▶ [Exercise] Go through the entries below line by line and tally those holding "connected"; write only the tally.

-------

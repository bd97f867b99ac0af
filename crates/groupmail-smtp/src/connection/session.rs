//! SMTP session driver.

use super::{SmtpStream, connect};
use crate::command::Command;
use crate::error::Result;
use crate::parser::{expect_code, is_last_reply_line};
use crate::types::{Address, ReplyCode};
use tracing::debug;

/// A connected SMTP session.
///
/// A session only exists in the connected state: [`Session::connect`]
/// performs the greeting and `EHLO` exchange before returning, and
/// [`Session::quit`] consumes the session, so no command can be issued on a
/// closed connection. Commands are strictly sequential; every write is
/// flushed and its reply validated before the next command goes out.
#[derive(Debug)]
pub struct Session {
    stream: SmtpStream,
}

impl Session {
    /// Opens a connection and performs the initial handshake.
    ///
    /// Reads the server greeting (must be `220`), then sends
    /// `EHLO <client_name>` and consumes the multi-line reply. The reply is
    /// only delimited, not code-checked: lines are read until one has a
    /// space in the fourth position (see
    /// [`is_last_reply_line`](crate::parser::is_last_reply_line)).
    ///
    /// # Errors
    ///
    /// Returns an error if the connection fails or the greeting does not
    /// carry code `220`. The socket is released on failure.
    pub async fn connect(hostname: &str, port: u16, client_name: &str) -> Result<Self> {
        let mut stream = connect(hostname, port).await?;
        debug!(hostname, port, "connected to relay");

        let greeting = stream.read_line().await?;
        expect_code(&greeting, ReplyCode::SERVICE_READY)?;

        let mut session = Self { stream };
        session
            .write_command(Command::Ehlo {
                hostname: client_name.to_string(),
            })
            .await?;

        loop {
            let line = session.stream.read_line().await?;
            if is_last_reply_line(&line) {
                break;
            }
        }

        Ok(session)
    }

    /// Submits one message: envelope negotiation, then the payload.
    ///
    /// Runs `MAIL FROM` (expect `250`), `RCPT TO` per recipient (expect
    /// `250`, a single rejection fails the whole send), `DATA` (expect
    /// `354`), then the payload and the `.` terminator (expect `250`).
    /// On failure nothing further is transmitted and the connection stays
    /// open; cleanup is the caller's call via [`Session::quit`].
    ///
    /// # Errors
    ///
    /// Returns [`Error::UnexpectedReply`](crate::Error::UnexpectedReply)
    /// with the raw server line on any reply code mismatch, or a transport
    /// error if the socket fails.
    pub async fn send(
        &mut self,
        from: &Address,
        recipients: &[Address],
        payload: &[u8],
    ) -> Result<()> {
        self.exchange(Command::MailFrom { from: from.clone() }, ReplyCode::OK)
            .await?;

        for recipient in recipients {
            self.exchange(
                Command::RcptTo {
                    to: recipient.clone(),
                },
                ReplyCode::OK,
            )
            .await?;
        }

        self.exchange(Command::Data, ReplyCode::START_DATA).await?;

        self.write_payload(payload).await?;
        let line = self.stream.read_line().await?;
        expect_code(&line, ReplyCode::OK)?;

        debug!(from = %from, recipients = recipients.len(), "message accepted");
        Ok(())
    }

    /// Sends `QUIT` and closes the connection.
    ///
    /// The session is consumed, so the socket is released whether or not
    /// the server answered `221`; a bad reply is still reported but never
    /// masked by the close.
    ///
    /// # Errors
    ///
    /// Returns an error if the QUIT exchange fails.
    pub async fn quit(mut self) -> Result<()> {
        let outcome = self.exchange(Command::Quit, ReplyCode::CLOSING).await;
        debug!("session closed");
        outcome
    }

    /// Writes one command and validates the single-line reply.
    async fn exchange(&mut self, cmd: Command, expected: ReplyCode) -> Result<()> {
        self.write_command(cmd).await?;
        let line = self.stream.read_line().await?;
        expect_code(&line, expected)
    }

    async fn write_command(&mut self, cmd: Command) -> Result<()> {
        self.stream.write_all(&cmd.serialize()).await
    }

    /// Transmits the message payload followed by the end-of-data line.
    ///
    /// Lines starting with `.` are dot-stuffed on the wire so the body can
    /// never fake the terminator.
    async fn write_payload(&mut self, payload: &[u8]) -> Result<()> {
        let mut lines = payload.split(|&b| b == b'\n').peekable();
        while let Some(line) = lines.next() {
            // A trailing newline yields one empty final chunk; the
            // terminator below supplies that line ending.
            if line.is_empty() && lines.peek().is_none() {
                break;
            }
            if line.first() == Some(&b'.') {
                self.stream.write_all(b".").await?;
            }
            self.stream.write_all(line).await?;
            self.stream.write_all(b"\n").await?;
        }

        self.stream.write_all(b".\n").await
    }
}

-------

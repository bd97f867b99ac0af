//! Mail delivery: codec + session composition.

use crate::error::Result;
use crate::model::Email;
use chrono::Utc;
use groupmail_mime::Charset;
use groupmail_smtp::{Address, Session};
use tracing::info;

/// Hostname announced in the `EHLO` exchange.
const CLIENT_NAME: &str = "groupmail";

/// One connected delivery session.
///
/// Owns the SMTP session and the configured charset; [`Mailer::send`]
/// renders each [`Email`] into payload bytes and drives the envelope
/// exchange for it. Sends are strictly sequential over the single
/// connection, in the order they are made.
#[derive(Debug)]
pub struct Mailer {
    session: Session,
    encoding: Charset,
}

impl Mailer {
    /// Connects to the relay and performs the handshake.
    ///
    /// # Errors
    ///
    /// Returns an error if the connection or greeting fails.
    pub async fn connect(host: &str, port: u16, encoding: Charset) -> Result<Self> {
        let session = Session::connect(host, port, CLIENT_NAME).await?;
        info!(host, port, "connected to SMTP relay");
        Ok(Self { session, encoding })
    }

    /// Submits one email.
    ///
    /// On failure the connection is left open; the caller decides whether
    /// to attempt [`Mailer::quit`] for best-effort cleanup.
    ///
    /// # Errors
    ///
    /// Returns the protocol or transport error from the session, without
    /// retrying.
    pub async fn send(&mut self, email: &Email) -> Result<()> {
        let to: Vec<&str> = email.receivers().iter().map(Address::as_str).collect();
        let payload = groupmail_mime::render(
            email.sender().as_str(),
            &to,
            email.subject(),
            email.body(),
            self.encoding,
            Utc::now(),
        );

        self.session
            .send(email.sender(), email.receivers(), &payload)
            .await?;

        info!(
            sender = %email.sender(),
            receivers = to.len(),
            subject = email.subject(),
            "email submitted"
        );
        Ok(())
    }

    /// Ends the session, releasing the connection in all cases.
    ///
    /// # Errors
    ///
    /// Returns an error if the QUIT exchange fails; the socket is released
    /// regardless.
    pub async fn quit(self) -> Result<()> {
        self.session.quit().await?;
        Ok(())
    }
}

-------

▶ [Reply] 5